Action item:
Every line with "state" in it must be copied from the data.

Records to use:

#[cfg(test)]
mod property_tests {
    use super::*;
    use proptest::prelude::*;

    proptest! {
        #[test]
        fn prop_uncalibrated_reading_is_unknown(rssi in any::<i32>()) {
            let beacon = Beacon::new("u", "n", "AA:BB:CC:DD:EE:FF", 0, 0, 0, rssi);
            prop_assert_eq!(beacon.distance(), -1.0);
            prop_assert_eq!(beacon.proximity(), Proximity::Unknown);
        }

        #[test]
        fn prop_proximity_matches_distance(
            measured_power in -100i32..=-30,
            rssi in -110i32..=-1,
        ) {
            let beacon = Beacon::new("u", "n", "AA:BB:CC:DD:EE:FF", 0, 0, measured_power, rssi);
            prop_assert_eq!(beacon.proximity(), classify_proximity(beacon.distance()));
        }

        #[test]
        fn prop_distance_is_idempotent(
            measured_power in -100i32..=-30,
            rssi in -110i32..=255,
        ) {
            let beacon = Beacon::new("u", "n", "AA:BB:CC:DD:EE:FF", 0, 0, measured_power, rssi);
            let first = beacon.distance();
            prop_assert_eq!(first.to_bits(), beacon.distance().to_bits());
            prop_assert_eq!(beacon.proximity(), beacon.proximity());
        }
    }
}
//! HTTP API routes and handlers.
//!
//! This module contains all HTTP endpoint implementations organized by domain:
//! - `estimate` - Distance estimation, ranking and parcel conversion
//! - `health` - Service health checks
//! - `error` - API error types
//! - `openapi` - OpenAPI specification generation

use axum::routing::get;
use axum::Router;
use tower::ServiceBuilder;
use tower_http::cors::CorsLayer;
use tower_http::trace::TraceLayer;
use utoipa::OpenApi;
use utoipa_swagger_ui::SwaggerUi;

use crate::state::SharedState;

pub mod error;
pub mod estimate;
pub mod health;
pub mod openapi;

// Re-export commonly used types
pub use error::{ApiError, ApiResult, ErrorResponse};

// Re-export OpenAPI utilities for the gen-openapi binary
pub use openapi::get_openapi_json;

/// Creates the combined API router with all endpoints.
///
/// # Route Structure
///
/// ```text
/// /health                - Health check
/// /swagger-ui            - Interactive API documentation
/// /api
/// ├── /estimate          - Estimate one reading
/// ├── /rank              - Rank a batch of readings
/// ├── /parcel/decode     - Estimate a reading received as a parcel
/// ├── /parcel/encode     - Flatten a reading into a parcel
/// └── /openapi.json      - OpenAPI specification
/// ```
pub fn create_router(state: SharedState) -> Router {
    let cors = if state.config().server.cors_permissive {
        CorsLayer::permissive()
    } else {
        CorsLayer::new()
    };

    Router::new()
        .nest("/health", health::router())
        .nest(
            "/api",
            estimate::router()
                // OpenAPI spec at /api/openapi.json
                .route("/openapi.json", get(openapi::get_openapi_spec)),
        )
        .with_state(state)
        .merge(SwaggerUi::new("/swagger-ui").url("/api-docs/openapi.json", openapi::ApiDoc::openapi()))
        .layer(
            ServiceBuilder::new()
                .layer(TraceLayer::new_for_http())
                .layer(cors),
        )
}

Reply to the task:
use crate::state::SharedState;
pub fn create_router(state: SharedState) -> Router {
    let cors = if state.config().server.cors_permissive {
        .with_state(state)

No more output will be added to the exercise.